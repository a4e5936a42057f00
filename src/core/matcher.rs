use rand::rngs::StdRng;
use rand::{Rng, SeedableRng};

use crate::models::{BuyerProfile, Listing, ListingFilters, RankedResult, ScoredListing};
use crate::core::{
    filters::CompiledFilters,
    scoring::{score, MatchContext, DASHBOARD_TOLERANCE, SEARCH_TOLERANCE},
    suggest::{generate_suggestions, DEFAULT_SUGGESTION_COUNT},
};

/// Tunables for the matching engine
#[derive(Debug, Clone, Copy, PartialEq)]
pub struct EngineConfig {
    pub search_tolerance: f64,
    pub dashboard_tolerance: f64,
    pub suggestion_count: usize,
    pub max_suggestions: usize,
    /// Fixed seed for suggestion jitter; `None` draws from the thread RNG
    pub suggestion_seed: Option<u64>,
}

impl Default for EngineConfig {
    fn default() -> Self {
        Self {
            search_tolerance: SEARCH_TOLERANCE,
            dashboard_tolerance: DASHBOARD_TOLERANCE,
            suggestion_count: DEFAULT_SUGGESTION_COUNT,
            max_suggestions: 12,
            suggestion_seed: None,
        }
    }
}

/// Buyer-to-listing matching orchestrator
///
/// # Pipeline Stages
/// 1. Category, free-text and price filtering
/// 2. Scoring against the buyer profile
/// 3. Partition into strong matches and others
/// 4. Stable sort of each partition by score
///
/// The engine holds no mutable state and can be shared freely across threads.
#[derive(Debug, Clone, Default)]
pub struct MatchingEngine {
    config: EngineConfig,
}

impl MatchingEngine {
    pub fn new(config: EngineConfig) -> Self {
        Self { config }
    }

    pub fn config(&self) -> &EngineConfig {
        &self.config
    }

    /// Tolerance configured for a call site
    pub fn tolerance_for(&self, context: MatchContext) -> f64 {
        match context {
            MatchContext::Search => self.config.search_tolerance,
            MatchContext::Dashboard => self.config.dashboard_tolerance,
        }
    }

    /// Rank listings for a buyer
    ///
    /// # Arguments
    /// * `profile` - The buyer's qualification facts
    /// * `listings` - Inventory to rank, left untouched
    /// * `filters` - Category, free-text and price predicates
    /// * `tolerance` - Price proximity window as a fraction of the qualified amount
    ///
    /// # Returns
    /// RankedResult with strong matches ahead of the rest. Listings that cannot
    /// be scored are kept with a score of zero.
    pub fn rank(
        &self,
        profile: &BuyerProfile,
        listings: &[Listing],
        filters: &ListingFilters,
        tolerance: f64,
    ) -> RankedResult {
        let compiled = CompiledFilters::new(filters);

        let (mut strong_matches, mut others): (Vec<ScoredListing>, Vec<ScoredListing>) = listings
            .iter()
            // Stage 1: Filtering
            .filter(|listing| compiled.matches(listing))
            // Stage 2: Scoring
            .map(|listing| ScoredListing::new(listing.clone(), score(profile, listing, tolerance)))
            // Stage 3: Partition
            .partition(|scored| scored.is_strong_match);

        // Stage 4: sort_by is stable, ties keep input order
        sort_by_score(&mut strong_matches);
        sort_by_score(&mut others);

        tracing::debug!(
            "Ranked {} of {} listings: {} strong, {} other (tolerance {})",
            strong_matches.len() + others.len(),
            listings.len(),
            strong_matches.len(),
            others.len(),
            tolerance
        );

        RankedResult {
            strong_matches,
            others,
        }
    }

    /// Rank with the tolerance configured for `context`
    pub fn rank_for(
        &self,
        profile: &BuyerProfile,
        listings: &[Listing],
        filters: &ListingFilters,
        context: MatchContext,
    ) -> RankedResult {
        self.rank(profile, listings, filters, self.tolerance_for(context))
    }

    /// Synthetic suggestions for when there is no real inventory
    ///
    /// `count` defaults to the configured suggestion count and is capped at
    /// `max_suggestions`. Jitter comes from the configured seed when set.
    pub fn suggest(&self, profile: &BuyerProfile, count: Option<usize>) -> Vec<ScoredListing> {
        match self.config.suggestion_seed {
            Some(seed) => self.suggest_with_rng(profile, count, &mut StdRng::seed_from_u64(seed)),
            None => self.suggest_with_rng(profile, count, &mut rand::thread_rng()),
        }
    }

    pub fn suggest_with_rng<R: Rng + ?Sized>(
        &self,
        profile: &BuyerProfile,
        count: Option<usize>,
        rng: &mut R,
    ) -> Vec<ScoredListing> {
        let count = count
            .unwrap_or(self.config.suggestion_count)
            .min(self.config.max_suggestions);

        let suggestions = generate_suggestions(profile, count, self.config.dashboard_tolerance, rng);

        tracing::trace!("Generated {} synthetic suggestions", suggestions.len());
        suggestions
    }
}

#[inline]
fn sort_by_score(scored: &mut [ScoredListing]) {
    scored.sort_by(|a, b| b.match_score.cmp(&a.match_score));
}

**EXERCISE DIRECTIONS**
With nothing left out, return each entry exactly.

**WRITTEN SOLUTION**
repository a4e5936a42057f00
filename src/core/matcher.rs
use rand::rngs::StdRng;
use rand::{Rng, SeedableRng};

use crate::models::{BuyerProfile, Listing, ListingFilters, RankedResult, ScoredListing};
use crate::core::{
    filters::CompiledFilters,
    scoring::{score, MatchContext, DASHBOARD_TOLERANCE, SEARCH_TOLERANCE},
    suggest::{generate_suggestions, DEFAULT_SUGGESTION_COUNT},
};

/// Tunables for the matching engine
#[derive(Debug, Clone, Copy, PartialEq)]
pub struct EngineConfig {
    pub search_tolerance: f64,
    pub dashboard_tolerance: f64,
    pub suggestion_count: usize,
    pub max_suggestions: usize,
    /// Fixed seed for suggestion jitter; `None` draws from the thread RNG
    pub suggestion_seed: Option<u64>,
}

impl Default for EngineConfig {
    fn default() -> Self {
        Self {
            search_tolerance: SEARCH_TOLERANCE,
            dashboard_tolerance: DASHBOARD_TOLERANCE,
            suggestion_count: DEFAULT_SUGGESTION_COUNT,
            max_suggestions: 12,
            suggestion_seed: None,
        }
    }
}

/// Buyer-to-listing matching orchestrator
///
/// # Pipeline Stages
/// 1. Category, free-text and price filtering
/// 2. Scoring against the buyer profile
/// 3. Partition into strong matches and others
/// 4. Stable sort of each partition by score
///
/// The engine holds no mutable state and can be shared freely across threads.
#[derive(Debug, Clone, Default)]
pub struct MatchingEngine {
    config: EngineConfig,
}

impl MatchingEngine {
    pub fn new(config: EngineConfig) -> Self {
        Self { config }
    }

    pub fn config(&self) -> &EngineConfig {
        &self.config
    }

    /// Tolerance configured for a call site
    pub fn tolerance_for(&self, context: MatchContext) -> f64 {
        match context {
            MatchContext::Search => self.config.search_tolerance,
            MatchContext::Dashboard => self.config.dashboard_tolerance,
        }
    }

    /// Rank listings for a buyer
    ///
    /// # Arguments
    /// * `profile` - The buyer's qualification facts
    /// * `listings` - Inventory to rank, left untouched
    /// * `filters` - Category, free-text and price predicates
    /// * `tolerance` - Price proximity window as a fraction of the qualified amount
    ///
    /// # Returns
    /// RankedResult with strong matches ahead of the rest. Listings that cannot
    /// be scored are kept with a score of zero.
    pub fn rank(
        &self,
        profile: &BuyerProfile,
        listings: &[Listing],
        filters: &ListingFilters,
        tolerance: f64,
    ) -> RankedResult {
        let compiled = CompiledFilters::new(filters);

        let (mut strong_matches, mut others): (Vec<ScoredListing>, Vec<ScoredListing>) = listings
            .iter()
            // Stage 1: Filtering
            .filter(|listing| compiled.matches(listing))
            // Stage 2: Scoring
            .map(|listing| ScoredListing::new(listing.clone(), score(profile, listing, tolerance)))
            // Stage 3: Partition
            .partition(|scored| scored.is_strong_match);

        // Stage 4: sort_by is stable, ties keep input order
        sort_by_score(&mut strong_matches);
        sort_by_score(&mut others);

        tracing::debug!(
            "Ranked {} of {} listings: {} strong, {} other (tolerance {})",
            strong_matches.len() + others.len(),
            listings.len(),
            strong_matches.len(),
            others.len(),
            tolerance
        );

        RankedResult {
            strong_matches,
            others,
        }
    }

    /// Rank with the tolerance configured for `context`
    pub fn rank_for(
        &self,
        profile: &BuyerProfile,
        listings: &[Listing],
        filters: &ListingFilters,
        context: MatchContext,
    ) -> RankedResult {
        self.rank(profile, listings, filters, self.tolerance_for(context))
    }

    /// Synthetic suggestions for when there is no real inventory
    ///
    /// `count` defaults to the configured suggestion count and is capped at
    /// `max_suggestions`. Jitter comes from the configured seed when set.
    pub fn suggest(&self, profile: &BuyerProfile, count: Option<usize>) -> Vec<ScoredListing> {
        match self.config.suggestion_seed {
            Some(seed) => self.suggest_with_rng(profile, count, &mut StdRng::seed_from_u64(seed)),
            None => self.suggest_with_rng(profile, count, &mut rand::thread_rng()),
        }
    }

    pub fn suggest_with_rng<R: Rng + ?Sized>(
        &self,
        profile: &BuyerProfile,
        count: Option<usize>,
        rng: &mut R,
    ) -> Vec<ScoredListing> {
        let count = count
            .unwrap_or(self.config.suggestion_count)
            .min(self.config.max_suggestions);

        let suggestions = generate_suggestions(profile, count, self.config.dashboard_tolerance, rng);

        tracing::trace!("Generated {} synthetic suggestions", suggestions.len());
        suggestions
    }
}

#[inline]
fn sort_by_score(scored: &mut [ScoredListing]) {
    scored.sort_by(|a, b| b.match_score.cmp(&a.match_score));
}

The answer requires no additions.